Stiff competition and slow payback are prompting the rivals to fine tune their approach.
China Telecom, which is particularly strong in southern China, is going for rural and new users to reach its wildly optimistic target of 100 million mobile subscribers by 2011.
"There are several reasons to target the youth, one is that the youth are very open to new things and aren't afraid of change, so they are ideal for trying something new like 3G. Secondly, the youth demographic change phone numbers more often, so they are a segment with good growth opportunities when it comes to switching providers," Ms. Li said.
Saddled with TD-SCDMA, a locally developed mobile phone technology unique to China and therefore not compatible with most foreign-made handsets, China Mobile is banking on its reservoir of subscribers who don't want the hassles of getting a new number if they change services.
China Unicom, which is strong in major urban areas like Shanghai, trumped the nation's mobile phone leader by clinching a deal with Apple to bring the iPhone to China, a move that will appeal to affluent, urban phone users.

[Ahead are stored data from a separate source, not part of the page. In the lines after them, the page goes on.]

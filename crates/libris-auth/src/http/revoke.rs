//! Revocation endpoint handler (RFC 7009).
//!
//! ```text
//! POST /revoke
//! Content-Type: application/x-www-form-urlencoded
//! Authorization: Basic <client_credentials>
//!
//! token=<token_to_revoke>&token_type_hint=refresh_token
//! ```
//!
//! Answers 200 with an empty body for every well-formed request from an
//! authenticated client, whether or not the token existed.

use axum::{
    Form,
    extract::{State, rejection::FormRejection},
    http::{HeaderMap, StatusCode},
};

use crate::error::AuthError;
use crate::http::credentials::extract_credentials;
use crate::http::state::AuthState;
use crate::token::revocation::RevocationRequest;

/// Handler for `POST /revoke`.
pub async fn revoke_handler(
    State(state): State<AuthState>,
    headers: HeaderMap,
    form: Result<Form<RevocationRequest>, FormRejection>,
) -> Result<StatusCode, AuthError> {
    let Form(request) = form.map_err(|e| AuthError::invalid_request(e.body_text()))?;

    let credentials = extract_credentials(
        &headers,
        request.client_id.as_deref(),
        request.client_secret.as_deref(),
    )?;
    let client = state.clients.authenticate_client(&credentials).await?;

    state.revocation.revoke(&request, &client.client).await?;
    Ok(StatusCode::OK)
}
//! Token endpoint types.
//!
//! # Supported Grant Types
//!
//! - `authorization_code` - Exchange authorization code for tokens
//! - `client_credentials` - Machine-to-machine authentication
//! - `refresh_token` - Refresh an access token

use serde::{Deserialize, Serialize};

use crate::error::AuthError;

/// Token request parameters.
///
/// Different fields are required depending on the `grant_type`:
///
/// - `authorization_code`: code, redirect_uri, code_verifier
/// - `client_credentials`: (optional) scope
/// - `refresh_token`: refresh_token, (optional) scope
///
/// Clients authenticate with the HTTP Basic header (not in this struct),
/// `client_id` + `client_secret` in the body, or `client_id` alone for
/// public clients.
#[derive(Debug, Clone, Default, Deserialize)]
pub struct TokenRequest {
    /// OAuth 2.0 grant type.
    #[serde(default)]
    pub grant_type: Option<String>,

    /// Authorization code (for authorization_code grant).
    #[serde(default)]
    pub code: Option<String>,

    /// Redirect URI (must match the authorization request).
    #[serde(default)]
    pub redirect_uri: Option<String>,

    /// PKCE code verifier (for authorization_code grant).
    #[serde(default)]
    pub code_verifier: Option<String>,

    /// Client ID (for public clients or client_secret_post).
    #[serde(default)]
    pub client_id: Option<String>,

    /// Client secret (for client_secret_post authentication).
    #[serde(default)]
    pub client_secret: Option<String>,

    /// Refresh token (for refresh_token grant).
    #[serde(default)]
    pub refresh_token: Option<String>,

    /// Requested scope.
    #[serde(default)]
    pub scope: Option<String>,
}

/// Successful token response.
///
/// ```json
/// {
///   "access_token": "eyJhbG...",
///   "token_type": "Bearer",
///   "expires_in": 3600,
///   "refresh_token": "tGzv3JOkF0XG5Qx2TlKWIA",
///   "scope": "openid email"
/// }
/// ```
#[derive(Debug, Clone, PartialEq, Serialize, Deserialize)]
pub struct TokenResponse {
    /// The access token (JWT).
    pub access_token: String,

    /// Token type, always "Bearer".
    pub token_type: String,

    /// Access token lifetime in seconds.
    pub expires_in: u64,

    /// Refresh token, when the grant yields one.
    #[serde(skip_serializing_if = "Option::is_none")]
    pub refresh_token: Option<String>,

    /// Granted scopes (space-separated).
    pub scope: String,
}

impl TokenResponse {
    /// Creates a new token response with required fields.
    #[must_use]
    pub fn new(access_token: String, expires_in: u64, scope: String) -> Self {
        Self {
            access_token,
            token_type: "Bearer".to_string(),
            expires_in,
            refresh_token: None,
            scope,
        }
    }

    /// Sets the refresh token.
    #[must_use]
    pub fn with_refresh_token(mut self, token: Option<String>) -> Self {
        self.refresh_token = token;
        self
    }
}

/// Error body shared by the token, introspection and revocation endpoints.
///
/// ```json
/// {
///   "error": "invalid_grant",
///   "error_description": "Authorization code has expired"
/// }
/// ```
#[derive(Debug, Clone, PartialEq, Eq, Serialize, Deserialize)]
pub struct TokenError {
    /// OAuth 2.0 error code.
    pub error: String,

    /// Human-readable error description.
    #[serde(skip_serializing_if = "Option::is_none")]
    pub error_description: Option<String>,
}

impl From<&AuthError> for TokenError {
    fn from(err: &AuthError) -> Self {
        Self {
            error: err.oauth_error_code().to_string(),
            error_description: Some(err.public_description()),
        }
    }
}

#[cfg(test)]
mod tests {
    use super::*;

    #[test]
    fn test_token_request_from_form_fields() {
        let json = r#"{
            "grant_type": "authorization_code",
            "code": "abc123",
            "redirect_uri": "https://app.example/cb",
            "code_verifier": "verifier123",
            "client_id": "c1"
        }"#;
        let request: TokenRequest = serde_json::from_str(json).unwrap();
        assert_eq!(request.grant_type.as_deref(), Some("authorization_code"));
        assert_eq!(request.code_verifier.as_deref(), Some("verifier123"));
        assert!(request.client_secret.is_none());
        assert!(request.refresh_token.is_none());
    }

    #[test]
    fn test_token_response_serialization() {
        let response = TokenResponse::new("at".to_string(), 3600, "read".to_string());
        let json = serde_json::to_value(&response).unwrap();
        assert_eq!(
            json,
            serde_json::json!({
                "access_token": "at",
                "token_type": "Bearer",
                "expires_in": 3600,
                "scope": "read"
            })
        );

        let response = response.with_refresh_token(Some("rt".to_string()));
        let json = serde_json::to_value(&response).unwrap();
        assert_eq!(json["refresh_token"], "rt");
    }

    #[test]
    fn test_token_error_from_auth_error() {
        let err = TokenError::from(&AuthError::invalid_grant("Authorization code has expired"));
        assert_eq!(err.error, "invalid_grant");
        assert_eq!(
            err.error_description.as_deref(),
            Some("Authorization code has expired")
        );

        let err = TokenError::from(&AuthError::storage("db password leaked"));
        assert_eq!(err.error, "server_error");
        assert!(!err.error_description.unwrap().contains("leaked"));
    }
}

3G needs to appear sexy not functional
China Telecom may be the smallest mobile phone operator but its CDMA-2000 technology is compatible with foreign handsets and it has strong name recognition among Chinese. Of the 242,000 3G handset units sold in China during the second quarter of this year, about 131,000 were bought by China Telecom subscribers.
"Almost 90% of campus users are with China Mobile, so the challenge is to get them to switch [to China Telecom], and that's why there is such a strong youth push at the moment," Ms. Li said.
"Another challenge is that youth are more focused on having a trendy mobile device over functionality," Ms. Li said. That's why China Unicom's deal with Apple is such a threat to China Telecom and China Mobile.
"The iPhone is an iconic device, and in China it represents fashion and trendiness and good technology. However, it remains to be seen how many people buying the iPhone will use it for 3G services. A lot of people will buy the iPhone for fashion, but will only use it in a 2G capacity," she said.